Les entreprises confrontées à des défis comprennent : les plateformes existantes qui s'appuient sur des monopoles de données et des écosystèmes fermés ; si elles ne sont pas disposées à ouvrir leurs données utilisateurs et leurs actifs numériques, elles pourraient faire face à une perte d'utilisateurs et à des pressions réglementaires. En outre, les services financiers traditionnels pourraient être perturbés par la finance décentralisée (DeFi), bien que la DeFi elle-même soit confrontée à une incertitude réglementaire.
Il convient de noter que Deloitte souligne que le métavers n'est pas une entité unique, mais un écosystème composé de nombreux « mondes » interconnectés. Cela signifie que la coopération et la normalisation deviendront cruciales.

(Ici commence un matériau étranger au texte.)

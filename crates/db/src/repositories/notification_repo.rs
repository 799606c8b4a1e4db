//! Repository for the `notification_items` table.

use quill_core::types::{DbId, Timestamp};
use sqlx::PgPool;

use crate::error::StoreError;
use crate::models::notification::{
    rate_limit_window, Admission, AdmissionLimits, NewNotificationItem, NotificationItem,
    NotificationItemRow,
};
use crate::repositories::lock_user;

/// Column list for `notification_items` queries.
pub(crate) const COLUMNS: &str = "id, user_id, event, channel, priority, subscription_id, \
    source_id, source_type, title, description, action_url, actor_id, actor_name, \
    extra_data, digest_id, delivery_attempts, is_read, read_at, is_delivered, \
    delivered_at, created_at";

/// Provides CRUD operations for notification items.
pub struct NotificationRepo;

impl NotificationRepo {
    /// Rate-limit check, dedup check, and insert in one transaction.
    ///
    /// The per-user advisory lock serializes concurrent admissions for the
    /// same user, so two callers can never both take the last free slot.
    pub async fn admit(
        pool: &PgPool,
        item: &NewNotificationItem,
        limits: AdmissionLimits,
    ) -> Result<Admission, StoreError> {
        let mut tx = pool.begin().await?;
        lock_user(&mut tx, item.user_id).await?;

        // One fan-out (same source, event, and created_at) is one slot.
        let (recent_count, joins_fan_out): (i64, bool) = sqlx::query_as(
            "SELECT COUNT(DISTINCT (source_id, event, created_at)), \
                    COALESCE(BOOL_OR(source_id = $3 AND event = $4 AND created_at = $5), false) \
             FROM notification_items \
             WHERE user_id = $1 AND created_at > $2",
        )
        .bind(item.user_id)
        .bind(item.created_at - rate_limit_window())
        .bind(item.source_id)
        .bind(item.event.as_str())
        .bind(item.created_at)
        .fetch_one(&mut *tx)
        .await?;
        if !joins_fan_out && limits.rate_limit_exceeded(recent_count) {
            return Ok(Admission::RateLimited { recent_count });
        }

        let existing: Option<DbId> = sqlx::query_scalar(
            "SELECT id FROM notification_items \
             WHERE user_id = $1 AND source_id = $2 AND event = $3 AND channel = $4 \
               AND created_at > $5 \
             ORDER BY created_at DESC, id DESC \
             LIMIT 1",
        )
        .bind(item.user_id)
        .bind(item.source_id)
        .bind(item.event.as_str())
        .bind(item.channel.as_str())
        .bind(item.created_at - limits.dedup_window)
        .fetch_optional(&mut *tx)
        .await?;
        if let Some(existing_id) = existing {
            return Ok(Admission::Duplicate { existing_id });
        }

        let query = format!(
            "INSERT INTO notification_items \
                (user_id, event, channel, priority, subscription_id, source_id, source_type, \
                 title, description, action_url, actor_id, actor_name, extra_data, created_at) \
             VALUES ($1, $2, $3, $4, $5, $6, $7, $8, $9, $10, $11, $12, $13, $14) \
             RETURNING {COLUMNS}"
        );
        let row = sqlx::query_as::<_, NotificationItemRow>(&query)
            .bind(item.user_id)
            .bind(item.event.as_str())
            .bind(item.channel.as_str())
            .bind(item.priority.as_str())
            .bind(item.subscription_id)
            .bind(item.source_id)
            .bind(&item.source_type)
            .bind(&item.title)
            .bind(&item.description)
            .bind(&item.action_url)
            .bind(item.actor_id)
            .bind(&item.actor_name)
            .bind(&item.extra_data)
            .bind(item.created_at)
            .fetch_one(&mut *tx)
            .await?;

        tx.commit().await?;
        Ok(Admission::Created(row.try_into()?))
    }

    pub async fn find_by_id(pool: &PgPool, id: DbId) -> Result<Option<NotificationItem>, StoreError> {
        let query = format!("SELECT {COLUMNS} FROM notification_items WHERE id = $1");
        sqlx::query_as::<_, NotificationItemRow>(&query)
            .bind(id)
            .fetch_optional(pool)
            .await?
            .map(NotificationItem::try_from)
            .transpose()
    }

    /// List items for a user, newest first.
    ///
    /// When `unread_only` is `true`, only items with `is_read = false` are
    /// returned.
    pub async fn list_for_user(
        pool: &PgPool,
        user_id: DbId,
        unread_only: bool,
        limit: i64,
        offset: i64,
    ) -> Result<Vec<NotificationItem>, StoreError> {
        let filter = if unread_only {
            "AND is_read = false"
        } else {
            ""
        };
        let query = format!(
            "SELECT {COLUMNS} FROM notification_items \
             WHERE user_id = $1 {filter} \
             ORDER BY created_at DESC, id DESC \
             LIMIT $2 OFFSET $3"
        );
        let rows = sqlx::query_as::<_, NotificationItemRow>(&query)
            .bind(user_id)
            .bind(limit.max(0))
            .bind(offset.max(0))
            .fetch_all(pool)
            .await?;
        rows.into_iter().map(NotificationItem::try_from).collect()
    }

    pub async fn unread_count(pool: &PgPool, user_id: DbId) -> Result<i64, StoreError> {
        let count: Option<i64> = sqlx::query_scalar(
            "SELECT COUNT(*) FROM notification_items WHERE user_id = $1 AND is_read = false",
        )
        .bind(user_id)
        .fetch_one(pool)
        .await?;
        Ok(count.unwrap_or(0))
    }

    /// Mark a single item as read.
    ///
    /// Returns `true` if an unread item owned by `user_id` was updated.
    pub async fn mark_read(
        pool: &PgPool,
        id: DbId,
        user_id: DbId,
        at: Timestamp,
    ) -> Result<bool, StoreError> {
        let result = sqlx::query(
            "UPDATE notification_items \
             SET is_read = true, read_at = $3 \
             WHERE id = $1 AND user_id = $2 AND is_read = false",
        )
        .bind(id)
        .bind(user_id)
        .bind(at)
        .execute(pool)
        .await?;
        Ok(result.rows_affected() > 0)
    }

    /// Returns the number of items that were marked read.
    pub async fn mark_all_read(pool: &PgPool, user_id: DbId, at: Timestamp) -> Result<u64, StoreError> {
        let result = sqlx::query(
            "UPDATE notification_items \
             SET is_read = true, read_at = $2 \
             WHERE user_id = $1 AND is_read = false",
        )
        .bind(user_id)
        .bind(at)
        .execute(pool)
        .await?;
        Ok(result.rows_affected())
    }

    pub async fn mark_delivered(pool: &PgPool, id: DbId, at: Timestamp) -> Result<bool, StoreError> {
        let result = sqlx::query(
            "UPDATE notification_items \
             SET is_delivered = true, delivered_at = $2 \
             WHERE id = $1 AND is_delivered = false",
        )
        .bind(id)
        .bind(at)
        .execute(pool)
        .await?;
        Ok(result.rows_affected() > 0)
    }

    /// Returns the new attempt count.
    pub async fn record_delivery_failure(pool: &PgPool, id: DbId) -> Result<i32, StoreError> {
        let attempts: Option<i32> = sqlx::query_scalar(
            "UPDATE notification_items \
             SET delivery_attempts = delivery_attempts + 1 \
             WHERE id = $1 \
             RETURNING delivery_attempts",
        )
        .bind(id)
        .fetch_optional(pool)
        .await?;
        attempts.ok_or(StoreError::NotFound {
            entity: "notification_item",
            id,
        })
    }

    pub async fn delete(pool: &PgPool, id: DbId, user_id: DbId) -> Result<bool, StoreError> {
        let result = sqlx::query("DELETE FROM notification_items WHERE id = $1 AND user_id = $2")
            .bind(id)
            .bind(user_id)
            .execute(pool)
            .await?;
        Ok(result.rows_affected() > 0)
    }

    /// Items awaiting individual delivery for one user, oldest first.
    pub async fn list_pending_deliveries(
        pool: &PgPool,
        user_id: DbId,
        max_attempts: i32,
        created_before: Timestamp,
    ) -> Result<Vec<NotificationItem>, StoreError> {
        let query = format!(
            "SELECT {COLUMNS} FROM notification_items \
             WHERE user_id = $1 AND is_delivered = false AND digest_id IS NULL \
               AND delivery_attempts < $2 AND created_at <= $3 \
             ORDER BY created_at, id"
        );
        let rows = sqlx::query_as::<_, NotificationItemRow>(&query)
            .bind(user_id)
            .bind(max_attempts)
            .bind(created_before)
            .fetch_all(pool)
            .await?;
        rows.into_iter().map(NotificationItem::try_from).collect()
    }

    pub async fn users_with_pending_deliveries(
        pool: &PgPool,
        max_attempts: i32,
        created_before: Timestamp,
    ) -> Result<Vec<DbId>, StoreError> {
        let users = sqlx::query_scalar(
            "SELECT DISTINCT user_id FROM notification_items \
             WHERE is_delivered = false AND digest_id IS NULL \
               AND delivery_attempts < $1 AND created_at <= $2 \
             ORDER BY user_id",
        )
        .bind(max_attempts)
        .bind(created_before)
        .fetch_all(pool)
        .await?;
        Ok(users)
    }
}
use anyhow::Context;

/// Worker process configuration loaded from environment variables.
#[derive(Debug, Clone, PartialEq, Eq)]
pub struct WorkerConfig {
    /// PostgreSQL URL. Without it the worker keeps state in memory.
    pub database_url: Option<String>,
    /// Pool size (default: `20`).
    pub max_connections: u32,
    /// Emit JSON log lines instead of the human-readable format.
    pub json_logs: bool,
    /// Read newline-delimited JSON events from stdin (default: `true`).
    pub stdin_intake: bool,
}

impl WorkerConfig {
    /// Load configuration from environment variables with defaults.
    ///
    /// | Env Var                    | Default |
    /// |----------------------------|---------|
    /// | `DATABASE_URL`             | unset   |
    /// | `DATABASE_MAX_CONNECTIONS` | `20`    |
    /// | `LOG_FORMAT`               | `text`  |
    /// | `EVENT_STDIN`              | `true`  |
    pub fn from_env() -> anyhow::Result<Self> {
        let database_url = std::env::var("DATABASE_URL")
            .ok()
            .filter(|url| !url.trim().is_empty());

        let max_connections: u32 = std::env::var("DATABASE_MAX_CONNECTIONS")
            .unwrap_or_else(|_| "20".into())
            .parse()
            .context("DATABASE_MAX_CONNECTIONS must be a valid u32")?;

        let json_logs = std::env::var("LOG_FORMAT")
            .map(|format| format.eq_ignore_ascii_case("json"))
            .unwrap_or(false);

        let stdin_intake: bool = std::env::var("EVENT_STDIN")
            .unwrap_or_else(|_| "true".into())
            .parse()
            .context("EVENT_STDIN must be true or false")?;

        Ok(Self {
            database_url,
            max_connections,
            json_logs,
            stdin_intake,
        })
    }
}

Les entreprises qui parviendront à dominer l'élaboration des normes d'interopérabilité obtiendront un avantage stratégique comparable à celui des normes de plateforme à l'ère du Web2.Bien que le Web3 et le métavers aient connu un battage médiatique conceptuel et des fluctuations des prix du marché en 2021-2022, le point de vue de Deloitte est qu'ils représentent une tendance structurelle à long terme. Le rapport estime que ces technologies stimuleront des progrès et des percées révolutionnaires, et pourraient façonner de nouvelles formes de communication, d'innovation, de prototypage et de communauté. Cela s'entremêle avec des tendances telles que la généralisation de l'intelligence artificielle, l'essor de l'économie des créateurs et la prise de conscience croissante de la souveraineté numérique.
Une tendance notable est l'émergence du concept de « souveraineté numérique » : les États et les entreprises souhaitent tous conserver autonomie et contrôle sur certaines infrastructures numériques. La nature décentralisée du Web3 pourrait affaiblir le contrôle de certains États sur les ressources fondamentales d'Internet, mais pourrait également conduire à une « fragmentation géotechnologique », les différentes juridictions réglementaires formant chacune leurs propres écosystèmes Web3. Cela constituera un défi pour les opérations mondiales des entreprises multinationales.
En résumé, le Web3 et le métavers ne sont pas des événements isolés, mais une direction inévitable de l'évolution d'Internet. Ils approfondiront la convergence entre les mondes numérique et physique et modifieront les modes de création et de répartition de la valeur. Pour les décideurs d'entreprise, commencer dès maintenant à comprendre, expérimenter et participer à cette transformation est essentiel pour éviter d'être marginalisés dans la concurrence future.